The longer term issue, though no less urgent, is to get the dance infrastructure right. By comparison with music, where so much good work has been done in recent years, dance is under-resourced and under-prioritised from the schools right through to the elite performers and companies. Music has money, teachers, resources, structures and a powerful lobby. Dance trails behind it in every one of these aspects. The recent Dance Manifesto - which Bussell was involved in launching with Dance UK - has so far had much less impact on public policy than the influential Music Manifesto. Someone somewhere urgently needs to align the current dynamism of British dance with a network of properly funded teaching and training that can produce not just the next Darceys but the wider public goods - in health, in behaviour, in community relations and in the art form itself - that dance offers.

Covent Garden's chief executive Tony Hall has recently completed a strategic review of dance provision for Whitehall's education and culture departments. Hall's review has identified secondary schools as the weakest link in the current dance provision chain. Hall proposes the training and recruitment of a new generation of dance teachers to provide a stronger dance option in the curriculum. The schools minister Lord Adonis - who has played a key role in the White Lodge renovation - is believed to be enthusiastic about Hall's plans and may make an announcement this month.

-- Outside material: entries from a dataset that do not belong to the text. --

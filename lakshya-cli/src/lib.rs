use anyhow::anyhow;
pub use anyhow::Result;
use lazy_static::lazy_static;
use regex::Regex;
use serde_json::Value;
use std::str::FromStr;

use lakshya::auth::parse_token_claims;

pub use lakshya::*;

pub mod pretty;

/// Represents fields/content specified on the command line.
///
/// Sort of like HTTPie. Body values (JSON) are `key=value`, extra request headers are
/// `Name:value`. Only single-level body values are allowed, not JSON Pointer assignment.
#[derive(Debug, PartialEq, Eq, Clone)]
pub enum ArgField {
    Body(String, serde_json::Value),
    Header(String, String),
}

impl FromStr for ArgField {
    type Err = anyhow::Error;

    fn from_str(s: &str) -> Result<Self, Self::Err> {
        lazy_static! {
            static ref BODY_RE: Regex = Regex::new(r"^([a-zA-Z_][a-zA-Z0-9_]*)=(.*)$").unwrap();
        }
        lazy_static! {
            static ref HEADER_RE: Regex = Regex::new(r"^([A-Za-z0-9-]+):(.*)$").unwrap();
        }
        if let Some(captures) = BODY_RE.captures(s) {
            let key = captures[1].to_string();
            let val =
                Value::from_str(&captures[2]).unwrap_or(Value::String(captures[2].to_string()));
            let val = match val {
                Value::String(s) if s.is_empty() => Value::Null,
                _ => val,
            };
            Ok(ArgField::Body(key, val))
        } else if let Some(captures) = HEADER_RE.captures(s) {
            Ok(ArgField::Header(
                captures[1].to_string(),
                captures[2].trim().to_string(),
            ))
        } else {
            Err(anyhow!("could not parse as a field assignment: {}", s))
        }
    }
}

#[test]
fn test_argfield() {
    use serde_json::json;
    assert_eq!(
        ArgField::from_str("a=3").unwrap(),
        ArgField::Body("a".to_string(), json!(3)),
    );
    assert_eq!(
        ArgField::from_str("skill_name=\"SQL\"").unwrap(),
        ArgField::Body("skill_name".to_string(), Value::String("SQL".to_string()))
    );
    assert_eq!(
        ArgField::from_str("skill_name=SQL").unwrap(),
        ArgField::Body("skill_name".to_string(), Value::String("SQL".to_string()))
    );
    assert_eq!(
        ArgField::from_str("education=").unwrap(),
        ArgField::Body("education".to_string(), Value::Null),
    );
    assert_eq!(
        ArgField::from_str("X-Request-Id: abc=1").unwrap(),
        ArgField::Header("X-Request-Id".to_string(), "abc=1".to_string()),
    );

    assert!(ArgField::from_str("a").is_err());
    assert!(ArgField::from_str("").is_err());
    assert!(ArgField::from_str("asdf.fee").is_err());

    assert!(ArgField::from_str("message=\"other value\"").is_ok());
}

/// Collects the body fields into a JSON object, or `None` if there were none.
pub fn value_from_fields(fields: &[ArgField]) -> Option<Value> {
    let mut map = serde_json::map::Map::new();
    for f in fields.iter() {
        if let ArgField::Body(k, v) = f {
            map.insert(k.clone(), v.clone());
        }
    }
    if map.is_empty() {
        None
    } else {
        Some(Value::Object(map))
    }
}

/// Builds a raw pipeline request from a method name, endpoint path, and CLI fields.
pub fn request_from_fields(method: &str, endpoint: &str, fields: &[ArgField]) -> Result<ApiRequest> {
    let method = reqwest_method(method)?;
    let endpoint = if endpoint.starts_with('/') {
        endpoint.to_string()
    } else {
        format!("/{endpoint}")
    };
    let mut req = ApiRequest::new(method, endpoint);
    if let Some(body) = value_from_fields(fields) {
        req = req.json(&body)?;
    }
    for f in fields.iter() {
        if let ArgField::Header(k, v) = f {
            req = req.header(k, v)?;
        }
    }
    Ok(req)
}

fn reqwest_method(s: &str) -> Result<lakshya::client::Method> {
    match s.to_ascii_lowercase().as_str() {
        "get" => Ok(lakshya::client::Method::GET),
        "post" => Ok(lakshya::client::Method::POST),
        "put" => Ok(lakshya::client::Method::PUT),
        "patch" => Ok(lakshya::client::Method::PATCH),
        "delete" => Ok(lakshya::client::Method::DELETE),
        _ => Err(anyhow!("unknown method: {}", s)),
    }
}

#[test]
fn test_request_from_fields() {
    use serde_json::json;
    let fields = vec![
        ArgField::from_str("proficiency=80").unwrap(),
        ArgField::from_str("X-Trace:t1").unwrap(),
    ];
    let req = request_from_fields("put", "users/skills/3", &fields).unwrap();
    assert_eq!(req.method().as_str(), "PUT");
    assert_eq!(req.endpoint(), "/users/skills/3");
    assert_eq!(req.body(), Some(&json!({"proficiency": 80})));
    assert_eq!(req.headers()["x-trace"], "t1");

    let req = request_from_fields("GET", "/careers/matches", &[]).unwrap();
    assert_eq!(req.body(), None);
    assert!(request_from_fields("fetch", "/x", &[]).is_err());
}

/// Human-readable description of the stored session, one line per fact.
///
/// "authenticated" follows `SessionStore::is_authenticated`; the user line is reported on
/// its own, since a stored token can outlive a readable user record.
pub fn session_summary(session: &SessionStore) -> Vec<String> {
    let mut lines = vec![];
    let token = match session.access_token() {
        Some(t) => t,
        None => {
            lines.push("authenticated: no".to_string());
            return lines;
        }
    };
    lines.push("authenticated: yes".to_string());
    match session.user() {
        Some(user) => lines.push(format!(
            "user: {} <{}> (id {}, {})",
            user.name, user.email, user.id, user.role
        )),
        None => lines.push("user: <missing or unreadable>".to_string()),
    }
    if session.refresh_token().is_none() {
        lines.push("refresh token: <none>".to_string());
    }
    match parse_token_claims(&token) {
        Ok(claims) => {
            if let Some(sub) = &claims.sub {
                lines.push(format!("token subject: {}", sub));
            }
            if let Some(exp) = claims.expiry_display() {
                let note = if claims.is_expired() {
                    " (expired; will refresh on next request)"
                } else {
                    ""
                };
                lines.push(format!("access token expires: {}{}", exp, note));
            }
        }
        Err(e) => lines.push(format!("access token: <opaque> ({})", e)),
    }
    lines
}

#[test]
fn test_session_summary() {
    use lakshya::session::{ACCESS_TOKEN_KEY, REFRESH_TOKEN_KEY, USER_KEY};
    use std::sync::Arc;

    let store = SessionStore::open_ephemeral();
    assert_eq!(session_summary(&store), vec!["authenticated: no"]);

    // token present, user record corrupt
    let backend = Arc::new(MemoryStore::new());
    backend
        .set_many(&[
            (ACCESS_TOKEN_KEY, "opaque-token".to_string()),
            (REFRESH_TOKEN_KEY, "RT1".to_string()),
            (USER_KEY, "{not json".to_string()),
        ])
        .unwrap();
    let store = SessionStore::new(backend);
    assert!(store.is_authenticated());
    let lines = session_summary(&store);
    assert_eq!(lines[0], "authenticated: yes");
    assert_eq!(lines[1], "user: <missing or unreadable>");
    assert!(lines[2].starts_with("access token: <opaque>"));

    let user: lakshya::api::users::User = serde_json::from_value(serde_json::json!({
        "id": 1, "email": "a@x.com", "name": "Asha", "role": "student",
        "created_at": "2024-01-01T00:00:00", "updated_at": "2024-01-01T00:00:00"
    }))
    .unwrap();
    let store = SessionStore::open_ephemeral();
    store.set_session("opaque-token", "RT1", &user).unwrap();
    let lines = session_summary(&store);
    assert_eq!(lines[1], "user: Asha <a@x.com> (id 1, student)");
}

Dance provision is not about training prima ballerinas. There will always only be one Darcey Bussell. But her successors are out there somewhere, providing they get their chance and we have the will and the means to discover them. After watching Bussell rehearse for the last time, I travelled down to inner-city Peckham to watch a class of seven and eight year olds rehearsing the Carnival of the Animals as part of the Royal Ballet's Chance to Dance programme. The two rehearsals could not have been farther apart on the spectrum. But the invisible line that connects them must never be cut.